:: GIVEN RECORDS

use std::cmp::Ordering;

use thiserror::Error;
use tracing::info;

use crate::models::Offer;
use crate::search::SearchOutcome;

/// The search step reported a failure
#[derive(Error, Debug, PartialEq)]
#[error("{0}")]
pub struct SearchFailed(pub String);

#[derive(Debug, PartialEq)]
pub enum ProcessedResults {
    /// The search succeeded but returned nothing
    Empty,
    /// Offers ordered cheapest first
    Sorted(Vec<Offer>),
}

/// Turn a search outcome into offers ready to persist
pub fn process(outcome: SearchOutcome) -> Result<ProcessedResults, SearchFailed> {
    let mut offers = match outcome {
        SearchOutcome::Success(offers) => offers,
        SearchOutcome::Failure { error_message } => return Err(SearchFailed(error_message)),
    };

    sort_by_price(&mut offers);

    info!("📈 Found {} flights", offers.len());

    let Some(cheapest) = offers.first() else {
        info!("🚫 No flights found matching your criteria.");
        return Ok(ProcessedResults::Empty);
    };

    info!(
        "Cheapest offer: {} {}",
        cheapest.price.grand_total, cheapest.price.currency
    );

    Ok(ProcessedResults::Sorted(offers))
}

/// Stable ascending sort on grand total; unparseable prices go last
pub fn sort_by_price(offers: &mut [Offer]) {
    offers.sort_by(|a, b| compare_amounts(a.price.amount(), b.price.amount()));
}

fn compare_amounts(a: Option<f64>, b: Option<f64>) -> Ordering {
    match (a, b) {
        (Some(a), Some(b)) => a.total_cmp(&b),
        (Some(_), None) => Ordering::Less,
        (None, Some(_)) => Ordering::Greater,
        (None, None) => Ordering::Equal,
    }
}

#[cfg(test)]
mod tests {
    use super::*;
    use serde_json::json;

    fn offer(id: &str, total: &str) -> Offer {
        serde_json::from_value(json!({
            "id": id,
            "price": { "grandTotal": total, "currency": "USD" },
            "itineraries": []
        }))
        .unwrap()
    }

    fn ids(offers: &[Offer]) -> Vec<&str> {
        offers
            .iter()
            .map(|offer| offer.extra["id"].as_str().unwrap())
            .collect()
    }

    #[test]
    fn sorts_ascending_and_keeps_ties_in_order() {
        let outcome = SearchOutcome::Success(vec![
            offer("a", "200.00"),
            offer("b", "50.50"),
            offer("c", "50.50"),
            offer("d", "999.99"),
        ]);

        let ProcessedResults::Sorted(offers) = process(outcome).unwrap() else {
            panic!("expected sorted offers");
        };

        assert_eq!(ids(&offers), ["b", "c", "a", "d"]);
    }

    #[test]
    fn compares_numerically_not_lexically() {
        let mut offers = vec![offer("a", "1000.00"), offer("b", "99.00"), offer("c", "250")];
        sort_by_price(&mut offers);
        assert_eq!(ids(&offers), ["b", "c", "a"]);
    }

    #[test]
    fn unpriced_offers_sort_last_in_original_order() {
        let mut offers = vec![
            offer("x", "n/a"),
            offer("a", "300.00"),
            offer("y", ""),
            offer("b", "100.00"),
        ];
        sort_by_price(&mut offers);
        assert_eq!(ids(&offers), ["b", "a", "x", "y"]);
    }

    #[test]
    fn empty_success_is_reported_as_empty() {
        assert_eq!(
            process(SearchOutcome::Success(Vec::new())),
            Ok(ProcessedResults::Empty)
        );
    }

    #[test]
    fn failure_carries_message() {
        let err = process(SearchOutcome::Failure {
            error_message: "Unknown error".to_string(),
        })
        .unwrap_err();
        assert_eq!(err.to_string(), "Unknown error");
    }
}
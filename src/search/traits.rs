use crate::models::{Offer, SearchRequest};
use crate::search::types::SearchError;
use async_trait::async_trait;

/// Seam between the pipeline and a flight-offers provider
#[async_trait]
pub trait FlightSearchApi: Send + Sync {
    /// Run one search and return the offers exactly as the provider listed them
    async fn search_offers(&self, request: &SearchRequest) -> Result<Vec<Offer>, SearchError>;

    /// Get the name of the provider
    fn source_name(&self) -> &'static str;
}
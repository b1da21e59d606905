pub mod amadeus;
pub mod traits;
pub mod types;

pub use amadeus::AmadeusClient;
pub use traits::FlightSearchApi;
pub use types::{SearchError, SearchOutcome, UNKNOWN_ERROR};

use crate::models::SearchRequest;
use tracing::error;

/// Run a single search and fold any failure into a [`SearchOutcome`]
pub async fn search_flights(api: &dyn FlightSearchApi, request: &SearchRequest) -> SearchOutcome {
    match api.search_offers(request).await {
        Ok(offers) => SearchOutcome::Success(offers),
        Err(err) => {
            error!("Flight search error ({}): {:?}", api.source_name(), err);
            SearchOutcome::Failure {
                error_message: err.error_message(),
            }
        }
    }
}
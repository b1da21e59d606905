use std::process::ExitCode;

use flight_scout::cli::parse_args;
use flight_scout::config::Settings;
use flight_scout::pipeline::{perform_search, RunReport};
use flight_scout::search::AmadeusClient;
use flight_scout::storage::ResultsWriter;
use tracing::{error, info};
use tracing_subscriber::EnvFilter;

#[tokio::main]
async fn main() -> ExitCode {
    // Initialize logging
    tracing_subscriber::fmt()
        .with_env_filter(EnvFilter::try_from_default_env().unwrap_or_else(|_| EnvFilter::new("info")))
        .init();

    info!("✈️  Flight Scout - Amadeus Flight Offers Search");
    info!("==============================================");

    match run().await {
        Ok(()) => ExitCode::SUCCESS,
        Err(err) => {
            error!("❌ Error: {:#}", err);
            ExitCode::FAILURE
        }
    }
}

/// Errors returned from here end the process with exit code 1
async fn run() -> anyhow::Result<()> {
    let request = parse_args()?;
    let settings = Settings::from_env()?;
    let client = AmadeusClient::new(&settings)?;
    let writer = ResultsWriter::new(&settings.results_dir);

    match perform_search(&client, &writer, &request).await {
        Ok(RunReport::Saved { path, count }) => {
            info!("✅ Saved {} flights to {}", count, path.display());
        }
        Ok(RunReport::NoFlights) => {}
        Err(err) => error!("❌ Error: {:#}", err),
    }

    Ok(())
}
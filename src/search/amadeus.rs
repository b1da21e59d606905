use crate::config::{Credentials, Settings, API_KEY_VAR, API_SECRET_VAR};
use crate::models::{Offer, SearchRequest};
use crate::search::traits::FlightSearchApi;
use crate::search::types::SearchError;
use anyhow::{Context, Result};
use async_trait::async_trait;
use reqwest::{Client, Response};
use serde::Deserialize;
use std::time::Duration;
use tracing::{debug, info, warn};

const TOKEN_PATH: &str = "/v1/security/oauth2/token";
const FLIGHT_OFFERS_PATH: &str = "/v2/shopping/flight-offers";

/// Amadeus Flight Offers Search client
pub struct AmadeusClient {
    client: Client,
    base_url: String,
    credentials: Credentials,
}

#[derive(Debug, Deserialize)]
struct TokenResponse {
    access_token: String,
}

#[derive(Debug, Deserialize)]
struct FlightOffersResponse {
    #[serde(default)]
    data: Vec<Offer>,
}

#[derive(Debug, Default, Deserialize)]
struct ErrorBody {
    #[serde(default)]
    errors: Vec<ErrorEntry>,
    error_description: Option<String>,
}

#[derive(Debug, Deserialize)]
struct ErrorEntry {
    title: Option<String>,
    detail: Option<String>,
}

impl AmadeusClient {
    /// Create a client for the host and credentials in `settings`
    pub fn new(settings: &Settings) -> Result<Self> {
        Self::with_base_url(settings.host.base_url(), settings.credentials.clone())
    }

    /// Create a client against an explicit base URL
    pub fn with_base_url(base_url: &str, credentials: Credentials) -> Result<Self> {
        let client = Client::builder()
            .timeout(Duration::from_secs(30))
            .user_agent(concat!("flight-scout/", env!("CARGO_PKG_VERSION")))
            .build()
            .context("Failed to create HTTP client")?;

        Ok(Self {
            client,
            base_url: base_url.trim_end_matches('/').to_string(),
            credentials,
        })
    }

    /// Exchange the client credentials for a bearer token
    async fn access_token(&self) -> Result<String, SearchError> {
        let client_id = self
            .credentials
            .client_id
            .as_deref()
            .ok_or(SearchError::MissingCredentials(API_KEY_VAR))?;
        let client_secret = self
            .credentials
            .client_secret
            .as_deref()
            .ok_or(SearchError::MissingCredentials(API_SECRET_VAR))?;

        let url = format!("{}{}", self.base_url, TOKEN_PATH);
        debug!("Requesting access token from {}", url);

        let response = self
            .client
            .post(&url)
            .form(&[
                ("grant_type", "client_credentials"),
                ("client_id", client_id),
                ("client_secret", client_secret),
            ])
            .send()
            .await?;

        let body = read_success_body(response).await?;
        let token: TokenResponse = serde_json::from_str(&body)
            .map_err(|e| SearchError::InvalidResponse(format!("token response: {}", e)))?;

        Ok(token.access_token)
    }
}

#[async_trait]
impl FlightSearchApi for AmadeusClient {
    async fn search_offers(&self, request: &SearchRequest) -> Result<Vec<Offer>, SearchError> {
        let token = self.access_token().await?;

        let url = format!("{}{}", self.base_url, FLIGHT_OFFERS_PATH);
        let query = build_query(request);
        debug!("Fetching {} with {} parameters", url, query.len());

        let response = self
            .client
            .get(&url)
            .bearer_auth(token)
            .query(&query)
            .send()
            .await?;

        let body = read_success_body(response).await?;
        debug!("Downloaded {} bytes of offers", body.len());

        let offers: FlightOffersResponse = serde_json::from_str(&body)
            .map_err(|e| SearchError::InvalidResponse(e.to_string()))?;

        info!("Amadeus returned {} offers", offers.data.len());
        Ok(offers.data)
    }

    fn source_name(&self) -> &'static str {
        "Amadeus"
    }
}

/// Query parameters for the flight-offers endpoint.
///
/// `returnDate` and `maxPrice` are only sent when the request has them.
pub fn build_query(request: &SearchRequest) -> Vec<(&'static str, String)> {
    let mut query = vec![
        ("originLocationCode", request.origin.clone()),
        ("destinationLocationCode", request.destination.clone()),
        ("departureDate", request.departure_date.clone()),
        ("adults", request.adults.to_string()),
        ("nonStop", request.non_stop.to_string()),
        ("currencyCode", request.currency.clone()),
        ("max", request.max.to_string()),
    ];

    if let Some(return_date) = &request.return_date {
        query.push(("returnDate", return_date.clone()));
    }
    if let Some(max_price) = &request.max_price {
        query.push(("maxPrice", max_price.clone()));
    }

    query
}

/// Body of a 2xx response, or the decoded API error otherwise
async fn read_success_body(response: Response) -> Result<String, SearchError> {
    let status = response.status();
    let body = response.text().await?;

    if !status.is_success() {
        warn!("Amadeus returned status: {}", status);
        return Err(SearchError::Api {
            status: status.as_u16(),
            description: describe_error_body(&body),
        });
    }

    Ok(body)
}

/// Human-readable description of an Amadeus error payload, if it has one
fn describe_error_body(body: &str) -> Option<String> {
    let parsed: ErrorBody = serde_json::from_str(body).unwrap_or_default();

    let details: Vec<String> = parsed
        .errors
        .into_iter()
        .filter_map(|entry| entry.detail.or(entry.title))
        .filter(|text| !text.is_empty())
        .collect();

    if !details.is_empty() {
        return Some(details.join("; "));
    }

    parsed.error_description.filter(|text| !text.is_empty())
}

::::

▶ [PROBLEM DESCRIPTION]
Return nothing but the lines from the start of the listing above through the line containing "pub enum ProcessedResults", exactly as given.

▶ [RESULT]
use std::cmp::Ordering;

use thiserror::Error;
use tracing::info;

use crate::models::Offer;
use crate::search::SearchOutcome;

/// The search step reported a failure
#[derive(Error, Debug, PartialEq)]
#[error("{0}")]
pub struct SearchFailed(pub String);

#[derive(Debug, PartialEq)]
pub enum ProcessedResults {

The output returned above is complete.